* **EXERCISE**
Please output the lines shown below exactly as they appear.

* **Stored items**
------------------------------
//! Handler registry: pluggable event consumers mounted on the shared
//! connection and disposed as a unit.

pub mod chat;
pub mod notification;

use std::fmt;
use std::sync::Arc;

use tracing::{debug, warn};

use nestly_core::error::AppError;
use nestly_core::types::UserId;

use crate::connection::handle::{Connection, ConnectionId};
use crate::connection::manager::ConnectionManager;

pub use chat::ChatHandler;
pub use notification::NotificationHandler;

/// Detaches whatever a handler attached.
#[must_use = "dropping a disposer leaves its listeners attached"]
pub struct Disposer(Box<dyn FnOnce() + Send>);

impl Disposer {
    /// Wrap a teardown closure.
    pub fn new(f: impl FnOnce() + Send + 'static) -> Self {
        Self(Box::new(f))
    }

    /// Run the teardown.
    pub fn dispose(self) {
        (self.0)()
    }
}

impl fmt::Debug for Disposer {
    fn fmt(&self, f: &mut fmt::Formatter<'_>) -> fmt::Result {
        f.write_str("Disposer")
    }
}

/// Attaches listeners to a live connection.
///
/// Called again after every forced reconnect, so each call must attach a
/// fresh set of listeners to the connection it is given.
pub trait HandlerFactory: Send + Sync + fmt::Debug {
    /// Short name for logs.
    fn name(&self) -> &'static str;

    /// Attach listeners. `None` means nothing needs detaching.
    fn attach(&self, connection: &Arc<Connection>) -> Result<Option<Disposer>, AppError>;
}

/// Aggregate disposer returned by [`mount_handlers`].
#[derive(Debug)]
#[must_use = "dropping mounted handlers leaves their listeners attached"]
pub struct MountedHandlers {
    connection_id: ConnectionId,
    disposers: Vec<(&'static str, Disposer)>,
}

impl MountedHandlers {
    /// Connection the handlers were attached to.
    pub fn connection_id(&self) -> ConnectionId {
        self.connection_id
    }

    /// Number of collected disposers.
    pub fn len(&self) -> usize {
        self.disposers.len()
    }

    /// Whether no handler returned a disposer.
    pub fn is_empty(&self) -> bool {
        self.disposers.is_empty()
    }

    /// Detach every handler mounted by this call.
    pub fn dispose(self) {
        let connection_id = self.connection_id;
        for (name, disposer) in self.disposers {
            disposer.dispose();
            debug!(conn_id = %connection_id, handler = name, "Handler detached");
        }
    }
}

/// Obtain the connection for `user_id` and attach every factory to it.
///
/// If a factory fails, the handlers already attached by this call are
/// detached before the error is returned.
pub fn mount_handlers(
    manager: &ConnectionManager,
    user_id: &UserId,
    factories: &[Arc<dyn HandlerFactory>],
) -> Result<MountedHandlers, AppError> {
    let connection = manager.ensure_connection(user_id)?;

    let mut mounted = MountedHandlers {
        connection_id: connection.id,
        disposers: Vec::with_capacity(factories.len()),
    };

    for factory in factories {
        match factory.attach(&connection) {
            Ok(Some(disposer)) => mounted.disposers.push((factory.name(), disposer)),
            Ok(None) => {}
            Err(e) => {
                warn!(
                    conn_id = %connection.id,
                    handler = factory.name(),
                    error = %e,
                    rolled_back = mounted.len(),
                    "Handler failed to attach"
                );
                mounted.dispose();
                return Err(e);
            }
        }
    }

    debug!(
        conn_id = %connection.id,
        user_id = %user_id,
        handlers = mounted.len(),
        "Handlers mounted"
    );
    Ok(mounted)
}

#[cfg(test)]
mod tests {
    use std::sync::atomic::{AtomicUsize, Ordering};

    use super::*;
    use crate::message::channel::Channel;
    use crate::metrics::RealtimeMetrics;
    use crate::transport::{Connector, MemoryConnector};
    use nestly_core::config::RealtimeConfig;

    #[derive(Debug)]
    struct ConnectedListener;

    impl HandlerFactory for ConnectedListener {
        fn name(&self) -> &'static str {
            "connected"
        }

        fn attach(&self, connection: &Arc<Connection>) -> Result<Option<Disposer>, AppError> {
            let id = connection.on(Channel::Connected, |_| {})?;
            let conn = Arc::downgrade(connection);
            Ok(Some(Disposer::new(move || {
                if let Some(conn) = conn.upgrade() {
                    conn.off(id);
                }
            })))
        }
    }

    #[derive(Debug, Default)]
    struct NoopHandler {
        calls: AtomicUsize,
    }

    impl HandlerFactory for NoopHandler {
        fn name(&self) -> &'static str {
            "noop"
        }

        fn attach(&self, _connection: &Arc<Connection>) -> Result<Option<Disposer>, AppError> {
            self.calls.fetch_add(1, Ordering::SeqCst);
            Ok(None)
        }
    }

    #[derive(Debug)]
    struct FailingHandler;

    impl HandlerFactory for FailingHandler {
        fn name(&self) -> &'static str {
            "failing"
        }

        fn attach(&self, _connection: &Arc<Connection>) -> Result<Option<Disposer>, AppError> {
            Err(AppError::handler("boom"))
        }
    }

    fn manager() -> ConnectionManager {
        let (connector, _server) = MemoryConnector::pair();
        ConnectionManager::new(
            RealtimeConfig::default(),
            Arc::new(connector) as Arc<dyn Connector>,
            Arc::new(RealtimeMetrics::new()),
        )
    }

    #[tokio::test]
    async fn test_empty_disposers_are_skipped() {
        let manager = manager();
        let noop = Arc::new(NoopHandler::default());
        let factories: Vec<Arc<dyn HandlerFactory>> =
            vec![Arc::new(ConnectedListener), noop.clone()];

        let mounted = mount_handlers(&manager, &UserId::parse("u1").unwrap(), &factories).unwrap();
        assert_eq!(mounted.len(), 1);
        assert_eq!(noop.calls.load(Ordering::SeqCst), 1);

        let conn = manager.current().unwrap();
        assert_eq!(mounted.connection_id(), conn.id);
        assert_eq!(conn.listener_count(Channel::Connected), 1);

        mounted.dispose();
        assert_eq!(conn.listener_count(Channel::Connected), 0);
    }

    #[tokio::test]
    async fn test_failed_attach_rolls_back_and_propagates() {
        let manager = manager();
        let factories: Vec<Arc<dyn HandlerFactory>> =
            vec![Arc::new(ConnectedListener), Arc::new(FailingHandler)];

        let err = mount_handlers(&manager, &UserId::parse("u1").unwrap(), &factories).unwrap_err();
        assert_eq!(err.message, "boom");

        let conn = manager.current().unwrap();
        assert_eq!(conn.listener_count(Channel::Connected), 0);
    }
}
------------------------------
* **ANSWER BELOW**
//! Handler registry: pluggable event consumers mounted on the shared
//! connection and disposed as a unit.

pub mod chat;
pub mod notification;

use std::fmt;
use std::sync::Arc;

use tracing::{debug, warn};

use nestly_core::error::AppError;
use nestly_core::types::UserId;

use crate::connection::handle::{Connection, ConnectionId};
use crate::connection::manager::ConnectionManager;

pub use chat::ChatHandler;
pub use notification::NotificationHandler;

/// Detaches whatever a handler attached.
#[must_use = "dropping a disposer leaves its listeners attached"]
pub struct Disposer(Box<dyn FnOnce() + Send>);

impl Disposer {
    /// Wrap a teardown closure.
    pub fn new(f: impl FnOnce() + Send + 'static) -> Self {
        Self(Box::new(f))
    }

    /// Run the teardown.
    pub fn dispose(self) {
        (self.0)()
    }
}

impl fmt::Debug for Disposer {
    fn fmt(&self, f: &mut fmt::Formatter<'_>) -> fmt::Result {
        f.write_str("Disposer")
    }
}

/// Attaches listeners to a live connection.
///
/// Called again after every forced reconnect, so each call must attach a
/// fresh set of listeners to the connection it is given.
pub trait HandlerFactory: Send + Sync + fmt::Debug {
    /// Short name for logs.
    fn name(&self) -> &'static str;

    /// Attach listeners. `None` means nothing needs detaching.
    fn attach(&self, connection: &Arc<Connection>) -> Result<Option<Disposer>, AppError>;
}

/// Aggregate disposer returned by [`mount_handlers`].
#[derive(Debug)]
#[must_use = "dropping mounted handlers leaves their listeners attached"]
pub struct MountedHandlers {
    connection_id: ConnectionId,
    disposers: Vec<(&'static str, Disposer)>,
}

impl MountedHandlers {
    /// Connection the handlers were attached to.
    pub fn connection_id(&self) -> ConnectionId {
        self.connection_id
    }

    /// Number of collected disposers.
    pub fn len(&self) -> usize {
        self.disposers.len()
    }

    /// Whether no handler returned a disposer.
    pub fn is_empty(&self) -> bool {
        self.disposers.is_empty()
    }

    /// Detach every handler mounted by this call.
    pub fn dispose(self) {
        let connection_id = self.connection_id;
        for (name, disposer) in self.disposers {
            disposer.dispose();
            debug!(conn_id = %connection_id, handler = name, "Handler detached");
        }
    }
}

/// Obtain the connection for `user_id` and attach every factory to it.
///
/// If a factory fails, the handlers already attached by this call are
/// detached before the error is returned.
pub fn mount_handlers(
    manager: &ConnectionManager,
    user_id: &UserId,
    factories: &[Arc<dyn HandlerFactory>],
) -> Result<MountedHandlers, AppError> {
    let connection = manager.ensure_connection(user_id)?;

    let mut mounted = MountedHandlers {
        connection_id: connection.id,
        disposers: Vec::with_capacity(factories.len()),
    };

    for factory in factories {
        match factory.attach(&connection) {
            Ok(Some(disposer)) => mounted.disposers.push((factory.name(), disposer)),
            Ok(None) => {}
            Err(e) => {
                warn!(
                    conn_id = %connection.id,
                    handler = factory.name(),
                    error = %e,
                    rolled_back = mounted.len(),
                    "Handler failed to attach"
                );
                mounted.dispose();
                return Err(e);
            }
        }
    }

    debug!(
        conn_id = %connection.id,
        user_id = %user_id,
        handlers = mounted.len(),
        "Handlers mounted"
    );
    Ok(mounted)
}

#[cfg(test)]
mod tests {
    use std::sync::atomic::{AtomicUsize, Ordering};

    use super::*;
    use crate::message::channel::Channel;
    use crate::metrics::RealtimeMetrics;
    use crate::transport::{Connector, MemoryConnector};
    use nestly_core::config::RealtimeConfig;

    #[derive(Debug)]
    struct ConnectedListener;

    impl HandlerFactory for ConnectedListener {
        fn name(&self) -> &'static str {
            "connected"
        }

        fn attach(&self, connection: &Arc<Connection>) -> Result<Option<Disposer>, AppError> {
            let id = connection.on(Channel::Connected, |_| {})?;
            let conn = Arc::downgrade(connection);
            Ok(Some(Disposer::new(move || {
                if let Some(conn) = conn.upgrade() {
                    conn.off(id);
                }
            })))
        }
    }

    #[derive(Debug, Default)]
    struct NoopHandler {
        calls: AtomicUsize,
    }

    impl HandlerFactory for NoopHandler {
        fn name(&self) -> &'static str {
            "noop"
        }

        fn attach(&self, _connection: &Arc<Connection>) -> Result<Option<Disposer>, AppError> {
            self.calls.fetch_add(1, Ordering::SeqCst);
            Ok(None)
        }
    }

    #[derive(Debug)]
    struct FailingHandler;

    impl HandlerFactory for FailingHandler {
        fn name(&self) -> &'static str {
            "failing"
        }

        fn attach(&self, _connection: &Arc<Connection>) -> Result<Option<Disposer>, AppError> {
            Err(AppError::handler("boom"))
        }
    }

    fn manager() -> ConnectionManager {
        let (connector, _server) = MemoryConnector::pair();
        ConnectionManager::new(
            RealtimeConfig::default(),
            Arc::new(connector) as Arc<dyn Connector>,
            Arc::new(RealtimeMetrics::new()),
        )
    }

    #[tokio::test]
    async fn test_empty_disposers_are_skipped() {
        let manager = manager();
        let noop = Arc::new(NoopHandler::default());
        let factories: Vec<Arc<dyn HandlerFactory>> =
            vec![Arc::new(ConnectedListener), noop.clone()];

        let mounted = mount_handlers(&manager, &UserId::parse("u1").unwrap(), &factories).unwrap();
        assert_eq!(mounted.len(), 1);
        assert_eq!(noop.calls.load(Ordering::SeqCst), 1);

        let conn = manager.current().unwrap();
        assert_eq!(mounted.connection_id(), conn.id);
        assert_eq!(conn.listener_count(Channel::Connected), 1);

        mounted.dispose();
        assert_eq!(conn.listener_count(Channel::Connected), 0);
    }

    #[tokio::test]
    async fn test_failed_attach_rolls_back_and_propagates() {
        let manager = manager();
        let factories: Vec<Arc<dyn HandlerFactory>> =
            vec![Arc::new(ConnectedListener), Arc::new(FailingHandler)];

        let err = mount_handlers(&manager, &UserId::parse("u1").unwrap(), &factories).unwrap_err();
        assert_eq!(err.message, "boom");

        let conn = manager.current().unwrap();
        assert_eq!(conn.listener_count(Channel::Connected), 0);
    }
}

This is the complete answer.